Paul Stober
A FORMER Vanderbijlpark district surgeon is appearing before a South African Medical and Dental Council disciplinary committee for allegedly helping cover up police torture.
Albert Niemann has been accused of sending a false medical certificate to a magistrate’s court, declaring an awaiting-trial prisoner with signs of physical abuse “completely normal”.
The prisoner, Michael Thithi, was arrested in connection with the murder of a shopkeeper near Vanderbijlpark.
At a hearing this week, Thithi testified that he had been repeatedly shocked and beaten by the three investigating officers after his arrest.
Thithi alleged that he was so badly beaten by the investigating officers on the day before he was due in court that he had to be helped before the magistrate. The magistrate refused to proceed with the case until Thithi had been taken to a doctor and the cause of his injuries identified, said Thithi.
Thithi was then taken by the investigating officer to the district surgeon, Niemann. According to Thithi, three police officers accompanied him into the examining room.
Said Thithi: “After they explained everything to him, the doctor asked me what was wrong. I explained about the injuries on my body and private parts. The doctor asked if I was a heavy smoker. I said yes. The doctor told me the cigarettes was the main cause … and it made me feel pain. He did not examine me but the police officer told him to say in the statement that I acted as if I was a mad person.”

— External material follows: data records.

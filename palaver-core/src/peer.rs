//! Peer: one connected participant and the owner of its media resources.
//!
//! A peer is created when its connection opens and destroyed when it
//! closes. It owns its transports (at most one per direction), the
//! streams it produces, and the consumers it receives. Room membership is
//! kept bidirectionally consistent: `room` is set if and only if the room's
//! membership map contains the peer.

use std::collections::HashMap;
use std::sync::Arc;

use serde::{Deserialize, Serialize};
use tokio::sync::RwLock;
use tracing::warn;

use crate::ids::{ConsumerId, PeerId, ProducerId, TransportId};
use crate::media::{MediaConsumer, MediaKind, MediaProducer, MediaTransport, TransportDirection};
use crate::signaling::ServerEvent;

/// Identity a peer presents to the rest of a room.
#[derive(Debug, Clone, PartialEq, Eq, Serialize, Deserialize)]
pub struct PeerIdentity {
    pub id: PeerId,
    pub name: String,
}

/// Outbound-notification seam. The transport binding implements this over
/// its connection; tests implement it over a channel.
pub trait EventSink: Send + Sync {
    fn deliver(&self, event: ServerEvent) -> Result<(), String>;
}

/// A producer occupying one StreamSet slot.
#[derive(Clone)]
pub struct ProducerSeat {
    pub id: ProducerId,
    pub handle: Arc<dyn MediaProducer>,
}

/// A peer's outbound media: one optional producer per kind, plus the
/// transport they were produced on.
#[derive(Default)]
pub struct StreamSet {
    transport_id: Option<TransportId>,
    audio: Option<ProducerSeat>,
    video: Option<ProducerSeat>,
    screen: Option<ProducerSeat>,
}

impl StreamSet {
    fn slot_mut(&mut self, kind: MediaKind) -> &mut Option<ProducerSeat> {
        match kind {
            MediaKind::Audio => &mut self.audio,
            MediaKind::Video => &mut self.video,
            MediaKind::Screen => &mut self.screen,
        }
    }

    fn slot(&self, kind: MediaKind) -> Option<&ProducerSeat> {
        match kind {
            MediaKind::Audio => self.audio.as_ref(),
            MediaKind::Video => self.video.as_ref(),
            MediaKind::Screen => self.screen.as_ref(),
        }
    }

    pub fn set(&mut self, kind: MediaKind, transport_id: TransportId, seat: ProducerSeat) {
        self.transport_id = Some(transport_id);
        *self.slot_mut(kind) = Some(seat);
    }

    /// Clear the slot holding the given producer, returning its seat.
    pub fn take_by_producer(&mut self, producer_id: &ProducerId) -> Option<(MediaKind, ProducerSeat)> {
        for kind in MediaKind::ALL {
            if self.slot(kind).is_some_and(|seat| &seat.id == producer_id) {
                let seat = self.slot_mut(kind).take();
                return seat.map(|s| (kind, s));
            }
        }
        None
    }

    /// Zero the producing-transport reference when that transport closes.
    pub fn clear_transport(&mut self, transport_id: &TransportId) {
        if self.transport_id.as_ref() == Some(transport_id) {
            self.transport_id = None;
        }
    }

    #[must_use]
    pub fn descriptor(&self) -> StreamInfo {
        StreamInfo {
            transport_id: self.transport_id.clone(),
            audio_producer_id: self.audio.as_ref().map(|s| s.id.clone()),
            video_producer_id: self.video.as_ref().map(|s| s.id.clone()),
            screen_producer_id: self.screen.as_ref().map(|s| s.id.clone()),
        }
    }
}

/// Serializable descriptor of a peer's produced streams.
#[derive(Debug, Clone, Default, PartialEq, Eq, Serialize, Deserialize)]
pub struct StreamInfo {
    #[serde(skip_serializing_if = "Option::is_none")]
    pub transport_id: Option<TransportId>,
    #[serde(skip_serializing_if = "Option::is_none")]
    pub audio_producer_id: Option<ProducerId>,
    #[serde(skip_serializing_if = "Option::is_none")]
    pub video_producer_id: Option<ProducerId>,
    #[serde(skip_serializing_if = "Option::is_none")]
    pub screen_producer_id: Option<ProducerId>,
}

impl StreamInfo {
    /// The kinds offered, in a stable order.
    #[must_use]
    pub fn entries(&self) -> Vec<(MediaKind, ProducerId)> {
        let mut entries = Vec::new();
        if let Some(id) = &self.audio_producer_id {
            entries.push((MediaKind::Audio, id.clone()));
        }
        if let Some(id) = &self.video_producer_id {
            entries.push((MediaKind::Video, id.clone()));
        }
        if let Some(id) = &self.screen_producer_id {
            entries.push((MediaKind::Screen, id.clone()));
        }
        entries
    }
}

/// An inbound feed held by a peer.
#[derive(Clone)]
pub struct ConsumerSeat {
    pub handle: Arc<dyn MediaConsumer>,
    pub kind: MediaKind,
    pub producer_id: ProducerId,
}

/// One connected participant.
pub struct Peer {
    pub id: PeerId,
    identity: PeerIdentity,
    sink: Arc<dyn EventSink>,
    room: RwLock<Option<String>>,
    transports: RwLock<HashMap<TransportId, Arc<dyn MediaTransport>>>,
    send_transport: RwLock<Option<TransportId>>,
    recv_transport: RwLock<Option<TransportId>>,
    streams: RwLock<StreamSet>,
    consumers: RwLock<HashMap<ConsumerId, ConsumerSeat>>,
}

impl Peer {
    #[must_use]
    pub fn new(id: PeerId, name: String, sink: Arc<dyn EventSink>) -> Self {
        Self {
            id,
            identity: PeerIdentity { id, name },
            sink,
            room: RwLock::new(None),
            transports: RwLock::new(HashMap::new()),
            send_transport: RwLock::new(None),
            recv_transport: RwLock::new(None),
            streams: RwLock::new(StreamSet::default()),
            consumers: RwLock::new(HashMap::new()),
        }
    }

    #[must_use]
    pub fn identity(&self) -> PeerIdentity {
        self.identity.clone()
    }

    /// Push a server event to this peer, logging delivery failures.
    pub fn send(&self, event: ServerEvent) {
        if let Err(e) = self.sink.deliver(event) {
            warn!(peer_id = %self.id, "failed to deliver event: {e}");
        }
    }

    /// Name of the room this peer is currently in.
    pub async fn room(&self) -> Option<String> {
        self.room.read().await.clone()
    }

    pub async fn set_room(&self, room: Option<String>) {
        *self.room.write().await = room;
    }

    pub async fn transport(&self, id: &TransportId) -> Option<Arc<dyn MediaTransport>> {
        self.transports.read().await.get(id).cloned()
    }

    pub async fn has_transport(&self, id: &TransportId) -> bool {
        self.transports.read().await.contains_key(id)
    }

    /// The live transport for a direction, if one was already created.
    pub async fn existing_transport(
        &self,
        direction: TransportDirection,
    ) -> Option<Arc<dyn MediaTransport>> {
        let slot = match direction {
            TransportDirection::Send => self.send_transport.read().await.clone(),
            TransportDirection::Recv => self.recv_transport.read().await.clone(),
        };
        match slot {
            Some(id) => self.transport(&id).await,
            None => None,
        }
    }

    pub async fn register_transport(
        &self,
        direction: TransportDirection,
        transport: Arc<dyn MediaTransport>,
    ) {
        let id = transport.id();
        self.transports.write().await.insert(id.clone(), transport);
        match direction {
            TransportDirection::Send => *self.send_transport.write().await = Some(id),
            TransportDirection::Recv => *self.recv_transport.write().await = Some(id),
        }
    }

    /// Drop a transport from the peer, clearing its direction slot and the
    /// StreamSet transport reference.
    pub async fn remove_transport(&self, id: &TransportId) -> Option<Arc<dyn MediaTransport>> {
        let removed = self.transports.write().await.remove(id);
        if removed.is_some() {
            let mut send = self.send_transport.write().await;
            if send.as_ref() == Some(id) {
                *send = None;
            }
            drop(send);
            let mut recv = self.recv_transport.write().await;
            if recv.as_ref() == Some(id) {
                *recv = None;
            }
            drop(recv);
            self.streams.write().await.clear_transport(id);
        }
        removed
    }

    pub async fn transport_ids(&self) -> Vec<TransportId> {
        self.transports.read().await.keys().cloned().collect()
    }

    pub async fn set_stream(
        &self,
        kind: MediaKind,
        transport_id: TransportId,
        seat: ProducerSeat,
    ) {
        self.streams.write().await.set(kind, transport_id, seat);
    }

    pub async fn take_stream_by_producer(
        &self,
        producer_id: &ProducerId,
    ) -> Option<(MediaKind, ProducerSeat)> {
        self.streams.write().await.take_by_producer(producer_id)
    }

    pub async fn stream_info(&self) -> StreamInfo {
        self.streams.read().await.descriptor()
    }

    pub async fn add_consumer(&self, seat: ConsumerSeat) {
        let id = seat.handle.id();
        self.consumers.write().await.insert(id, seat);
    }

    pub async fn remove_consumer(&self, id: &ConsumerId) -> Option<ConsumerSeat> {
        self.consumers.write().await.remove(id)
    }

    pub async fn consumer_count(&self) -> usize {
        self.consumers.read().await.len()
    }
}

impl std::fmt::Debug for Peer {
    fn fmt(&self, f: &mut std::fmt::Formatter<'_>) -> std::fmt::Result {
        f.debug_struct("Peer").field("id", &self.id).finish()
    }
}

Niemann subsequently sent a certificate to the magistrate’s court which read: “My opinion is that this patient is completely normal.”
Thithi objected to the contents of the certificate, saying the investigating officer had influenced the doctor to say nothing was wrong with him.

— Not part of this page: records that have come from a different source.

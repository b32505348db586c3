//! Session hub: binds signaling requests to peer/room operations.
//!
//! One hub is created at startup and handed to every connection handler;
//! it owns the peer and room registries, the shared router, the id
//! provider, and the cascade graph that keeps the transport → producer →
//! consumer ownership chain consistent. Handlers for different connections
//! interleave at engine await points, so every existence check here is
//! re-validated after resuming rather than assumed to still hold — a
//! disconnect may have torn the peer down in between.

use std::collections::HashMap;
use std::sync::Arc;

use parking_lot::Mutex;
use tokio::sync::RwLock;
use tracing::{debug, error, info, warn};

use crate::cascade::{CascadeGraph, EntityId};
use crate::config::MediaConfig;
use crate::ids::{ConsumerId, IdProvider, PeerId, ProducerId, TransportId};
use crate::media::{MediaConsumer, MediaProducer, MediaRouter, MediaTransport, TransportOptions};
use crate::peer::{ConsumerSeat, EventSink, Peer, ProducerSeat};
use crate::room::{Room, LOBBY_ROOM};
use crate::signaling::{
    Ack, ClientRequest, ConsumeOutcome, ConsumeReply, ConsumerParams, ServerEvent,
};
use crate::{Error, Result};

/// Cascade graph plus the owner of every live media-plane entity, mutated
/// under one lock so closure order and ownership can never disagree.
#[derive(Default)]
struct MediaGraph {
    cascade: CascadeGraph,
    transports: HashMap<TransportId, PeerId>,
    producers: HashMap<ProducerId, PeerId>,
    consumers: HashMap<ConsumerId, PeerId>,
}

impl MediaGraph {
    /// Close `root` and resolve the owner of everything in the closure.
    fn close(&mut self, root: EntityId) -> Vec<(EntityId, Option<PeerId>)> {
        self.cascade
            .close(root)
            .into_iter()
            .map(|entity| {
                let owner = match &entity {
                    EntityId::Transport(id) => self.transports.remove(id),
                    EntityId::Producer(id) => self.producers.remove(id),
                    EntityId::Consumer(id) => self.consumers.remove(id),
                };
                (entity, owner)
            })
            .collect()
    }
}

/// The session and signaling orchestrator.
pub struct SessionHub {
    router: Arc<dyn MediaRouter>,
    transport_options: TransportOptions,
    ids: Arc<IdProvider>,
    peers: RwLock<HashMap<PeerId, Arc<Peer>>>,
    rooms: RwLock<HashMap<String, Arc<Room>>>,
    media: Mutex<MediaGraph>,
}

The magistrate then ordered that Thithi be examined by Vereeniging district surgeon Jennifer Kuhn. She found: “The patient had a perforation of his left eardrum as well as soft tissue on the left side of his chest over ribs four, five and six. The swelling over his ribs is warm and swollen. His injuries are consistent with an assault which took place about a week ago.”
Under cross-examination, she conceded that she could not clinically prove that Thithi’s injuries had been caused by an assault.
At the beginning of February 1993, the prosecutor dropped the charges against Thithi. The disciplinary hearing continues, and the disciplinary committee will sit in two weeks’ time.